▸ **Exercise details**:
In the entries, find all lines that hold the word "Performance" and copy them.

▸ **Input data**:
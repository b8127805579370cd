//! Frame generation quality modes.

use serde::{Deserialize, Serialize};

/// Quality mode (`NvvkFrameGenMode`).
#[repr(u32)]
#[derive(Debug, Clone, Copy, PartialEq, Eq, Hash, Default, Serialize, Deserialize)]
#[serde(rename_all = "lowercase")]
pub enum FrameGenMode {
    /// Disabled, real frames pass straight through
    Off = 0,
    /// Single forward warp, linear blend (~1ms)
    #[default]
    Performance = 1,
    /// Bidirectional warp with occlusion-aware weights (~2ms)
    Balanced = 2,
    /// Bidirectional warp plus hole filling (~3ms)
    Quality = 3,
}

impl FrameGenMode {
    pub const ALL: [FrameGenMode; 4] = [Self::Off, Self::Performance, Self::Balanced, Self::Quality];

    pub fn from_raw(raw: u32) -> Option<Self> {
        Self::ALL.get(raw as usize).copied()
    }

    pub const fn as_raw(self) -> u32 {
        self as u32
    }

    /// True for every mode that synthesizes frames.
    pub const fn is_active(self) -> bool {
        !matches!(self, Self::Off)
    }

    /// Nominal generation budget in microseconds.
    pub const fn nominal_budget_us(self) -> u64 {
        match self {
            Self::Off => 0,
            Self::Performance => 1_000,
            Self::Balanced => 2_000,
            Self::Quality => 3_000,
        }
    }

    pub const fn name(self) -> &'static str {
        match self {
            Self::Off => "off",
            Self::Performance => "performance",
            Self::Balanced => "balanced",
            Self::Quality => "quality",
        }
    }
}

impl std::fmt::Display for FrameGenMode {
    fn fmt(&self, f: &mut std::fmt::Formatter<'_>) -> std::fmt::Result {
        f.write_str(self.name())
    }
}

impl std::str::FromStr for FrameGenMode {
    type Err = String;

    fn from_str(s: &str) -> Result<Self, Self::Err> {
        match s.to_ascii_lowercase().as_str() {
            "off" => Ok(Self::Off),
            "performance" | "perf" => Ok(Self::Performance),
            "balanced" => Ok(Self::Balanced),
            "quality" => Ok(Self::Quality),
            other => Err(format!("unknown frame generation mode '{other}'")),
        }
    }
}

#[cfg(test)]
mod tests {
    use super::*;

    #[test]
    fn test_mode_raw_values() {
        assert_eq!(FrameGenMode::Off.as_raw(), 0);
        assert_eq!(FrameGenMode::Quality.as_raw(), 3);
        assert_eq!(FrameGenMode::from_raw(2), Some(FrameGenMode::Balanced));
        assert_eq!(FrameGenMode::from_raw(4), None);
    }

    #[test]
    fn test_mode_budgets_increase_with_quality() {
        assert_eq!(FrameGenMode::Off.nominal_budget_us(), 0);
        assert!(
            FrameGenMode::Performance.nominal_budget_us()
                < FrameGenMode::Balanced.nominal_budget_us()
        );
        assert!(
            FrameGenMode::Balanced.nominal_budget_us() < FrameGenMode::Quality.nominal_budget_us()
        );
    }

    #[test]
    fn test_mode_parse() {
        assert_eq!("Quality".parse::<FrameGenMode>(), Ok(FrameGenMode::Quality));
        assert_eq!("perf".parse::<FrameGenMode>(), Ok(FrameGenMode::Performance));
        assert!("ultra".parse::<FrameGenMode>().is_err());
        assert!(!FrameGenMode::Off.is_active());
    }
}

▸ **Answer space**:
    Performance = 1,
    pub const ALL: [FrameGenMode; 4] = [Self::Off, Self::Performance, Self::Balanced, Self::Quality];
            Self::Performance => 1_000,
            Self::Performance => "performance",
            "performance" | "perf" => Ok(Self::Performance),
            FrameGenMode::Performance.nominal_budget_us()
        assert_eq!("perf".parse::<FrameGenMode>(), Ok(FrameGenMode::Performance));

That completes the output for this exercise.